## DATA FOR THIS TASK

-*-*-

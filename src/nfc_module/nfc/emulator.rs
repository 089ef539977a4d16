use super::mifare_utils::BLOCK_SIZE;
use super::utils::*;

/// Blocks of the largest emulated card.
pub const CARD_BLOCKS: usize = 256;
/// Scratch blocks for acquired nonce records, placed after the card image.
pub const NONCE_REGION_BLOCK: usize = CARD_BLOCKS;
pub const NONCE_REGION_BLOCKS: usize = 32;

/// Block addressed card emulation memory.
pub trait BlockStore {
    fn get_block(&self, block: usize) -> NfcResult<[u8; BLOCK_SIZE]>;

    fn set_block(&mut self, block: usize, data: &[u8; BLOCK_SIZE]) -> NfcResult<()>;
}

pub struct EmulatorMemory {
    blocks: Vec<[u8; BLOCK_SIZE]>,
}

impl EmulatorMemory {
    pub fn new() -> Self {
        Self {
            blocks: vec![[0u8; BLOCK_SIZE]; CARD_BLOCKS + NONCE_REGION_BLOCKS],
        }
    }

    pub fn clear(&mut self) {
        self.blocks.iter_mut().for_each(|b| *b = [0u8; BLOCK_SIZE]);
    }

    /// Concatenated contents of `count` blocks starting at `first`.
    pub fn dump(&self, first: usize, count: usize) -> NfcResult<Vec<u8>> {
        let blocks = self
            .blocks
            .get(first..first + count)
            .ok_or(NfcError::InvalidArgument)?;
        Ok(blocks.concat())
    }
}

impl Default for EmulatorMemory {
    fn default() -> Self {
        Self::new()
    }
}

impl BlockStore for EmulatorMemory {
    fn get_block(&self, block: usize) -> NfcResult<[u8; BLOCK_SIZE]> {
        self.blocks
            .get(block)
            .copied()
            .ok_or(NfcError::InvalidArgument)
    }

    fn set_block(&mut self, block: usize, data: &[u8; BLOCK_SIZE]) -> NfcResult<()> {
        let slot = self.blocks.get_mut(block).ok_or(NfcError::InvalidArgument)?;
        *slot = *data;
        Ok(())
    }
}
#[derive(Debug, Clone, PartialEq, Eq, Serialize, Deserialize)]
#[serde(tag = "type", content = "payload")]
pub enum WebsocketRequestMessage {
    AcquireNonces {
        block: u8,
        key_type: KeyType,
    },
    AcquireEncryptedNonces {
        block: u8,
        key_type: KeyType,
        key: Key,
        targets: Vec<NonceTargetDto>,
        capacity: Option<usize>,
        #[serde(default)]
        slow: bool,
    },
    AcquireStaticEncryptedNonces {
        block: u8,
        key_type: KeyType,
        key: Key,
        #[serde(default)]
        with_data: bool,
        #[serde(default)]
        without_backdoor: bool,
    },
    Nested {
        block: u8,
        key_type: KeyType,
        key: Key,
        target_block: u8,
        target_key_type: KeyType,
        #[serde(default)]
        recalibrate: bool,
    },
    StaticNested {
        block: u8,
        key_type: KeyType,
        key: Key,
        target_block: u8,
        target_key_type: KeyType,
    },
    CheckKeys {
        block: u8,
        key_type: KeyType,
        keys: Vec<Key>,
    },
    CheckKeysFast {
        sector_count: u8,
        first_chunk: bool,
        last_chunk: bool,
        strategy: StrategyDto,
        #[serde(default)]
        use_dictionary: bool,
        keys: Vec<Key>,
    },
    HasStaticNonce,
    HasStaticEncryptedNonce {
        block: u8,
        key_type: KeyType,
        key: Key,
        nested_block: u8,
        nested_key_type: KeyType,
        nested_key: Key,
        rounds: u8,
        #[serde(default)]
        reset: bool,
    },
    ReadSector {
        sector: u8,
        key_type: KeyType,
        key: Key,
    },
    Abort,
}

type PeerMap = Arc<Mutex<HashMap<SocketAddr, mpsc::Sender<WebsocketResponseMessage>>>>;

pub struct WebsocketServer {
    address: String,
    context: ApplicationRequestContext,
    recv: mpsc::Receiver<WebsocketResponseMessage>,
    map: PeerMap,
}

impl WebsocketServer {
    pub fn new(
        address: String,
        context: ApplicationRequestContext,
        recv: mpsc::Receiver<WebsocketResponseMessage>,
    ) -> Self {
        Self {
            address,
            context,
            recv,
            map: Arc::new(Mutex::new(HashMap::new())),
        }
    }

    pub async fn run(self) -> ServiceResult<()> {
        info!("Start websocket module on {}", self.address);

        let listener = TcpListener::bind(&self.address).await?;

        let mut rx = self.recv;
        let map = self.map.clone();
        tokio::spawn(async move {
            while let Some(msg) = rx.recv().await {
                for sender in map.lock().await.values() {
                    if let Err(e) = sender.send(msg.clone()).await {
                        error!("Cannot send websocket message: {}", e);
                    }
                }
            }
        });

        while let Ok((stream, _)) = listener.accept().await {
            let context = self.context.clone();
            let peer = stream.peer_addr()?;
            let map = self.map.clone();

            tokio::spawn(accept_connection(map, context, peer, stream));
        }

        Ok(())
    }
}

async fn accept_connection(
    peer_map: PeerMap,
    context: ApplicationRequestContext,
    peer: SocketAddr,
    stream: TcpStream,
) {
    if let Err(e) = handle_connection(&peer_map, &context, peer, stream).await {
        error!("Error processing connection: {}", e);
        context.error("WebSocket", &format!("{e}")).await;
    }

    peer_map.lock().await.remove(&peer);
}

async fn handle_connection(
    peer_map: &PeerMap,
    context: &ApplicationRequestContext,
    peer: SocketAddr,
    stream: TcpStream,
) -> ServiceResult<()> {
    let ws_stream = accept_async(stream).await?;

    let (tx, mut rx) = mpsc::channel(16);
    peer_map.lock().await.insert(peer, tx);

    info!("New WebSocket connection: {}", peer);

    let (mut sink, mut stream) = ws_stream.split();

    tokio::spawn(async move {
        while let Some(msg) = rx.recv().await {
            if let Ok(msg) = serde_json::to_string(&msg) {
                if let Err(e) = sink.send(Message::Text(msg)).await {
                    error!("Cannot send websocket message: {}", e);
                }
            }
        }
    });

    while let Some(msg) = stream.next().await {
        let msg_data = msg?.into_data();

        if msg_data.is_empty() {
            continue;
        }

        let request = serde_json::from_slice::<WebsocketRequestMessage>(&msg_data);
        match request {
            Ok(request) => context.send_websocket_request(request).await,
            Err(e) => {
                error!("{}", e);
                context
                    .error("WebSocket", "Could not parse WebSocket message!")
                    .await;
            }
        }
    }

    Ok(())
}
use std::collections::VecDeque;
use std::sync::atomic::{AtomicU64, Ordering};
use std::sync::Arc;

use log::{error, info};
use tokio::sync::mpsc;

use crate::{application::ApplicationResponseContext, ServiceResult};

pub mod acquisition;
pub mod calibration;
pub mod device;
pub mod key_recovery;
pub mod mifare_classic;
pub mod nfc;
pub mod nonce_validator;

use device::{Device, DeviceRequest};
use nfc::{AbortSignal, BlockStore, LinkLayer};

#[derive(Debug, Clone, PartialEq, Eq)]
pub enum NfcCommand {
    Request(DeviceRequest),
    /// Stop the running operation, its partial result is still reported.
    Abort,
}

/// Ties the shared abort flag to the order requests were accepted in.
///
/// Each accepted request gets an increasing id. An abort covers the running
/// request and every request accepted before it, even if those are still
/// queued when it arrives.
#[derive(Clone)]
struct AbortScope {
    signal: AbortSignal,
    aborted_through: Arc<AtomicU64>,
}

impl AbortScope {
    fn new(signal: AbortSignal) -> Self {
        Self {
            signal,
            aborted_through: Arc::new(AtomicU64::new(0)),
        }
    }

    fn abort(&self, accepted: u64) {
        self.aborted_through.store(accepted, Ordering::SeqCst);
        self.signal.set();
    }

    /// Arm the flag before the engine handles request `id`.
    fn enter(&self, id: u64) {
        self.signal.reset();
        // an abort racing with the reset above is restored here
        if id <= self.aborted_through.load(Ordering::SeqCst) {
            self.signal.set();
        }
    }
}

pub struct NfcModule<L: LinkLayer, S: BlockStore> {
    context: ApplicationResponseContext,
    recv: mpsc::Receiver<NfcCommand>,
    device: Device<L, S>,
}

impl<L, S> NfcModule<L, S>
where
    L: LinkLayer + Send + 'static,
    S: BlockStore + Send + 'static,
{
    pub fn new(
        context: ApplicationResponseContext,
        recv: mpsc::Receiver<NfcCommand>,
        device: Device<L, S>,
    ) -> Self {
        Self {
            context,
            recv,
            device,
        }
    }

    pub async fn run(self) -> ServiceResult<()> {
        info!("Start nfc module");

        let scope = AbortScope::new(self.device.abort_signal());
        let (request_tx, mut request_rx) = mpsc::channel::<(u64, DeviceRequest)>(4);
        let (response_tx, mut response_rx) = mpsc::channel(4);

        // the reader is driven by one blocking thread only
        let mut device = self.device;
        let engine_scope = scope.clone();
        let engine = tokio::task::spawn_blocking(move || {
            while let Some((id, request)) = request_rx.blocking_recv() {
                engine_scope.enter(id);
                let response = device.handle(request);
                if response_tx.blocking_send(response).is_err() {
                    error!("Nfc response channel closed");
                    break;
                }
            }
        });

        let context = self.context;
        tokio::spawn(async move {
            while let Some(response) = response_rx.recv().await {
                context.send_nfc_response(response).await;
            }
        });

        let mut recv = self.recv;
        let mut accepted = 0;
        let mut pending = VecDeque::new();
        loop {
            tokio::select! {
                command = recv.recv() => match command {
                    Some(NfcCommand::Abort) => {
                        info!("Abort requested");
                        scope.abort(accepted);
                    }
                    Some(NfcCommand::Request(request)) => {
                        accepted += 1;
                        pending.push_back((accepted, request));
                    }
                    None => break,
                },
                permit = request_tx.reserve(), if !pending.is_empty() => {
                    if let Some(request) = pending.pop_front() {
                        permit?.send(request);
                    }
                }
            }
        }

        for request in pending {
            request_tx.send(request).await?;
        }
        drop(request_tx);
        engine.await?;
        Ok(())
    }
}

#[cfg(test)]
mod tests {
    use super::*;
    use crate::nfc_module::device::DeviceResponse;
    use crate::nfc_module::nfc::{EmulatorMemory, Key, KeyType, NfcError, SimulationCard};

    fn device() -> Device<SimulationCard, EmulatorMemory> {
        Device::new(
            SimulationCard::from_profile("classic", 3).unwrap(),
            EmulatorMemory::new(),
            None,
            AbortSignal::new(),
        )
    }

    fn check_default_key() -> DeviceRequest {
        DeviceRequest::CheckKeys {
            block: 0,
            key_type: KeyType::A,
            keys: vec![Key::DEFAULT],
        }
    }

    #[test]
    fn abort_cancels_queued_requests() {
        let mut device = device();
        let scope = AbortScope::new(device.abort_signal());

        // two requests are queued before the abort arrives
        scope.abort(2);

        scope.enter(1);
        assert_eq!(device.handle(check_default_key()), Err(NfcError::Cancelled));
        scope.enter(2);
        assert_eq!(device.handle(check_default_key()), Err(NfcError::Cancelled));

        scope.enter(3);
        assert_eq!(
            device.handle(check_default_key()),
            Ok(DeviceResponse::KeyCheck(Some(Key::DEFAULT)))
        );
    }

    #[test]
    fn late_abort_survives_the_reset() {
        let signal = AbortSignal::new();
        let scope = AbortScope::new(signal.clone());

        scope.abort(0);
        scope.enter(1);
        assert!(!signal.is_set());

        scope.abort(1);
        scope.enter(1);
        assert!(signal.is_set());
    }
}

-*-*-

What you should output is every line of the records above, from the first through the line containing "pub const CARD_BLOCKS: usize = 256;", unchanged.

filename src/nfc_module/nfc/emulator.rs
repository 089ef539977a4d16
use super::mifare_utils::BLOCK_SIZE;
use super::utils::*;

/// Blocks of the largest emulated card.
pub const CARD_BLOCKS: usize = 256;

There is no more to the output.